I love it that April is Autism Awareness Month, but my house is 24/7/365 about autism awareness. We are constantly focused on helping all 7 of our kids, neurotypical and spectrum alike, navigate the tricky twists of their teenage years. Autism is just another bend in our family path. We have a 15-year-old (Connor) and a 6-pack of newly-minted teenagers (Isabella, Sophia, Kyle, Logan, Alex, and Lucy) who just turned 13 in February, so life is noisy and crazy and busy, weird and wonderful and smelly, all at once and always at full volume.
My boys are the true embodiment of the spectrum that is autism.
Kyle is at one end: non-verbal and low functioning, with interests at the toddler level and many sensory issues that cause meltdowns.
Logan is somewhere towards the other end with his jokey and disorganized personality, fixation on movie trivia, and difficulty understanding social cues and the unwritten rules of teenaged friendship.
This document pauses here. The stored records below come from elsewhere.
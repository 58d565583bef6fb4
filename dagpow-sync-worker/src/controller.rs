// Copyright (c) 2022 MASSA LABS <info@massa.net>

//! This module implements a sync controller.
//! See `dagpow-sync-exports/controller_traits.rs` for functional details.

use std::{sync::Arc, thread::JoinHandle, time::Duration};

use dagpow_channel::{join_with_timeout, sender::DagSender};
use dagpow_models::{Block, BlockWrapper, ImportOutcome, PeerId, SyncState};
use dagpow_sync_exports::{SyncController, SyncManager, SyncMessage, SyncResult};
use tracing::{info, warn};

use crate::{context::SyncContext, worker::SyncCommand};

#[derive(Clone)]
/// implementation of the sync controller
pub struct SyncControllerImpl {
    pub(crate) ctx: Arc<SyncContext>,
}

impl SyncController for SyncControllerImpl {
    fn validate_and_add(&self, wrapper: BlockWrapper) -> SyncResult<ImportOutcome> {
        self.ctx.validate_and_add(wrapper)
    }

    fn on_message(&self, peer: PeerId, message: SyncMessage) {
        match message {
            SyncMessage::SumsRequest {
                start_time,
                end_time,
                nonce,
            } => self.ctx.on_sums_request(peer, start_time, end_time, nonce),
            SyncMessage::SumsReply {
                end_time,
                nonce,
                digest,
            } => self.ctx.on_digest_reply(peer, end_time, nonce, digest),
            SyncMessage::BlocksRequest {
                start_time,
                end_time,
                nonce,
            } => self.ctx.on_blocks_request(peer, start_time, end_time, nonce),
            SyncMessage::BlocksReply {
                ack,
                end_time,
                nonce,
            } => self.ctx.on_blocks_reply(peer, ack, end_time, nonce),
            SyncMessage::BlockRequest { hash } => self.ctx.on_block_request(peer, hash),
            SyncMessage::NewBlock { raw_block, ttl } => match Block::from_bytes(&raw_block) {
                Ok(block) => {
                    if let Err(err) = self
                        .ctx
                        .validate_and_add(BlockWrapper::from_peer(block, ttl, peer))
                    {
                        warn!("could not add block from {}: {}", peer, err);
                    }
                }
                Err(err) => {
                    warn!("malformed block from {}, dropping peer: {}", peer, err);
                    self.ctx.peers.drop_peer(&peer);
                }
            },
        }
    }

    fn sync_state(&self) -> SyncState {
        self.ctx.status.state()
    }

    fn pending_count(&self) -> usize {
        self.ctx.admission.lock().len()
    }

    fn clone_box(&self) -> Box<dyn SyncController> {
        Box::new(self.clone())
    }
}

/// Implementation of the sync manager
/// Allows stopping the sync worker
pub struct SyncManagerImpl {
    /// handle used to join the worker thread
    pub(crate) thread_handle: Option<JoinHandle<()>>,
    /// sender used to stop the worker
    pub(crate) command_sender: DagSender<SyncCommand>,
    pub(crate) stop_timeout: Duration,
}

impl SyncManager for SyncManagerImpl {
    /// stops the worker
    fn stop(&mut self) {
        info!("stopping sync worker...");
        if let Err(err) = self.command_sender.send(SyncCommand::Stop) {
            warn!("sync worker already gone: {}", err);
        }
        if let Some(join_handle) = self.thread_handle.take() {
            join_with_timeout(join_handle, self.stop_timeout);
        }
        info!("sync worker stopped");
    }
}
// Copyright (c) 2022 MASSA LABS <info@massa.net>

use displaydoc::Display;
use thiserror::Error;

use crate::ProducerState;

/// mining result
pub type MiningResult<T, E = MiningError> = core::result::Result<T, E>;

/// mining error
#[non_exhaustive]
#[derive(Display, Error, Debug)]
pub enum MiningError {
    /// block template error: {0}
    TemplateError(String),
    /// producer cannot start from state {0:?}
    InvalidState(ProducerState),
    /// An error occurred during channel communication: {0}
    ChannelError(String),
    /// models error: {0}
    ModelsError(#[from] dagpow_models::ModelsError),
    /// Time error {0}
    TimeError(#[from] dagpow_time::TimeError),
    /// sync error: {0}
    SyncError(#[from] dagpow_sync_exports::SyncError),
}
// Copyright (c) 2022 MASSA LABS <info@massa.net>

/// Notifications emitted by the sync worker.
#[derive(Debug, Clone, Copy, PartialEq, Eq)]
pub enum SyncEvent {
    /// local history caught up, sent once
    SyncDone,
}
Alex is at the polar opposite end of the spectrum from Kyle; he is very bright, fascinated with technology and video games, obsessed with schedules and his daily routine, and fiercely loyal to the same group of similarly challenged friends he has had since kindergarten.
From the time each of them was diagnosed to the present, our autism journey with the boys has been a whirlwind of therapy appointments, doctor visits, school collaborations, IEP meetings, and adapted activities. Now that they are teens, we focus on hygiene, self-care skills, academic goals, and making them as self-supporting as possible in preparation for the challenges of high school and life beyond. We are very fortunate to have so many excellent resources locally, like Akron Children’s Hospital, which allow us to find the very best care for our boys without a long drive.
Each one of our boys has their own challenges and needs, but they are unquestionably the same in how we work together as a family to support each of them. As a family, we have learned the value of patience, love, a fresh-baked cookie, and a good nap. We know what makes each of them happy, and we’ve learned what situations to avoid because they are too stressful. And that’s really what Autism Awareness Month is all about: learning how to work together as one huge worldwide family to support all people on the spectrum and their families.
So thank you to all who take part in Autism Awareness Month events, and who love and support a spectrum family. Your friendship and understanding makes the world a better place for Alex, Logan, Kyle, and millions of other children and adults on the spectrum who are struggling to find their place in a world that doesn’t always fit their needs.